• **Exercise details**
The lines from the start of the data through the line containing "use std::path::PathBuf;" are to be reproduced exactly, both ends included.

• **Dataset excerpts**
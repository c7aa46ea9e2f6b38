//! Request routing: listing, file streaming, and rejections.

use crate::config::Config;
use crate::http::body::body_channel;
use crate::http::listing;
use crate::streaming::{drain, CompressionPolicy, Encoding, Framing, ReadSettings, StreamPlan};
use bytes::Bytes;
use http_body_util::{combinators::BoxBody, BodyExt, Full};
use hyper::header::{self, HeaderValue};
use hyper::{Method, Request, Response, StatusCode};
use std::io;
use std::net::SocketAddr;
use std::path::PathBuf;
use std::sync::Arc;
use tokio_util::sync::CancellationToken;

pub type ResponseBody = BoxBody<Bytes, io::Error>;

/// Shared per-server request handler
#[derive(Debug, Clone)]
pub struct RequestHandler {
    doc_root: PathBuf,
    host_name: String,
    read: ReadSettings,
    policy: Arc<CompressionPolicy>,
}

impl RequestHandler {
    pub fn new(
        doc_root: impl Into<PathBuf>,
        host_name: impl Into<String>,
        read: ReadSettings,
        policy: CompressionPolicy,
    ) -> Self {
        Self {
            doc_root: doc_root.into(),
            host_name: host_name.into(),
            read,
            policy: Arc::new(policy),
        }
    }

    pub fn from_config(config: &Config) -> Self {
        Self::new(
            config.file.doc_root.clone(),
            config.server.host_name.clone(),
            config.read_settings(),
            config.compression.policy(),
        )
    }

    /// Answer one request. File bodies are streamed by a spawned drain task
    /// whose pipeline is cancelled with `conn_cancel`.
    pub async fn handle<B>(
        &self,
        req: Request<B>,
        peer: SocketAddr,
        conn_cancel: &CancellationToken,
    ) -> Response<ResponseBody> {
        let path = req.uri().path().to_string();
        let accepts = accepted_encodings(&req);
        let is_get = req.method() == Method::GET;
        drop(req);

        tracing::info!(%peer, path = %path, "requesting");

        if !is_get {
            return status(StatusCode::METHOD_NOT_ALLOWED);
        }
        if path.contains("..") || path.matches('/').count() > 1 {
            return status(StatusCode::FORBIDDEN);
        }
        if path == "/" {
            return self.listing().await;
        }

        let name = path.trim_start_matches('/');
        self.serve_file(name, &accepts, peer, conn_cancel).await
    }

    async fn listing(&self) -> Response<ResponseBody> {
        match listing::read_entries(&self.doc_root).await {
            Ok(entries) => {
                let html = listing::render(&self.host_name, &entries);
                let mut resp = full(StatusCode::OK, html);
                resp.headers_mut().insert(
                    header::CONTENT_TYPE,
                    HeaderValue::from_static("text/html; charset=utf-8"),
                );
                resp
            }
            Err(e) => {
                tracing::warn!(root = %self.doc_root.display(), error = %e, "cannot list document root");
                status(StatusCode::INTERNAL_SERVER_ERROR)
            }
        }
    }

    async fn serve_file(
        &self,
        name: &str,
        accepts: &[String],
        peer: SocketAddr,
        conn_cancel: &CancellationToken,
    ) -> Response<ResponseBody> {
        let file_path = self.doc_root.join(name);
        let size = match tokio::fs::metadata(&file_path).await {
            Ok(meta) if meta.is_file() => meta.len(),
            Ok(_) => return status(StatusCode::NOT_FOUND),
            Err(e) => {
                tracing::debug!(path = %file_path.display(), error = %e, "not found");
                return status(StatusCode::NOT_FOUND);
            }
        };

        let compress = self.policy.should_compress(size, name)
            && accepts_encoding(accepts, self.policy.encoding);

        let token = conn_cancel.child_token();
        let plan = StreamPlan::start(
            &file_path,
            size,
            compress,
            self.read,
            &self.policy,
            token.clone(),
        );

        let mut builder = Response::builder()
            .status(StatusCode::OK)
            .header(header::CONTENT_TYPE, "application/octet-stream");
        let content_length = match plan.framing {
            Framing::Sized(len) => {
                builder = builder.header(header::CONTENT_LENGTH, len);
                Some(len)
            }
            Framing::Encoded(encoding) => {
                builder = builder.header(header::CONTENT_ENCODING, encoding.as_str());
                None
            }
        };

        let (mut sink, body) = body_channel(content_length);
        let file = name.to_string();
        tokio::spawn(async move {
            let _guard = token.drop_guard();
            let report = drain(plan.stream, &mut sink).await;
            if report.outcome.is_completed() {
                tracing::info!(%peer, file = %file, chunks = report.chunks, bytes = report.bytes, "served");
            } else {
                tracing::warn!(
                    %peer,
                    file = %file,
                    chunks = report.chunks,
                    bytes = report.bytes,
                    outcome = %report.outcome,
                    "stream ended early"
                );
            }
        });

        match builder.body(body.boxed()) {
            Ok(resp) => resp,
            Err(e) => {
                tracing::warn!(error = %e, "cannot build response");
                status(StatusCode::INTERNAL_SERVER_ERROR)
            }
        }
    }
}

/// Codings listed in `Accept-Encoding`, lowercased, without q-values.
/// Codings with `q=0` are left out.
fn accepted_encodings<B>(req: &Request<B>) -> Vec<String> {
    req.headers()
        .get_all(header::ACCEPT_ENCODING)
        .iter()
        .filter_map(|v| v.to_str().ok())
        .flat_map(|v| v.split(','))
        .filter_map(|item| {
            let mut parts = item.split(';').map(str::trim);
            let coding = parts.next()?.to_ascii_lowercase();
            let refused = parts.any(|p| {
                p.strip_prefix("q=")
                    .and_then(|q| q.parse::<f32>().ok())
                    .is_some_and(|q| q == 0.0)
            });
            (!coding.is_empty() && !refused).then_some(coding)
        })
        .collect()
}

fn accepts_encoding(accepts: &[String], encoding: Encoding) -> bool {
    accepts
        .iter()
        .any(|coding| coding == encoding.as_str() || coding == "*")
}

fn status(code: StatusCode) -> Response<ResponseBody> {
    let reason = code.canonical_reason().unwrap_or("");
    full(code, reason.to_string())
}

fn full(code: StatusCode, text: String) -> Response<ResponseBody> {
    let mut resp = Response::new(
        Full::new(Bytes::from(text))
            .map_err(|never| match never {})
            .boxed(),
    );
    *resp.status_mut() = code;
    resp
}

• **Answer below**
repository c7aa46ea9e2f6b38
//! Request routing: listing, file streaming, and rejections.

use crate::config::Config;
use crate::http::body::body_channel;
use crate::http::listing;
use crate::streaming::{drain, CompressionPolicy, Encoding, Framing, ReadSettings, StreamPlan};
use bytes::Bytes;
use http_body_util::{combinators::BoxBody, BodyExt, Full};
use hyper::header::{self, HeaderValue};
use hyper::{Method, Request, Response, StatusCode};
use std::io;
use std::net::SocketAddr;
use std::path::PathBuf;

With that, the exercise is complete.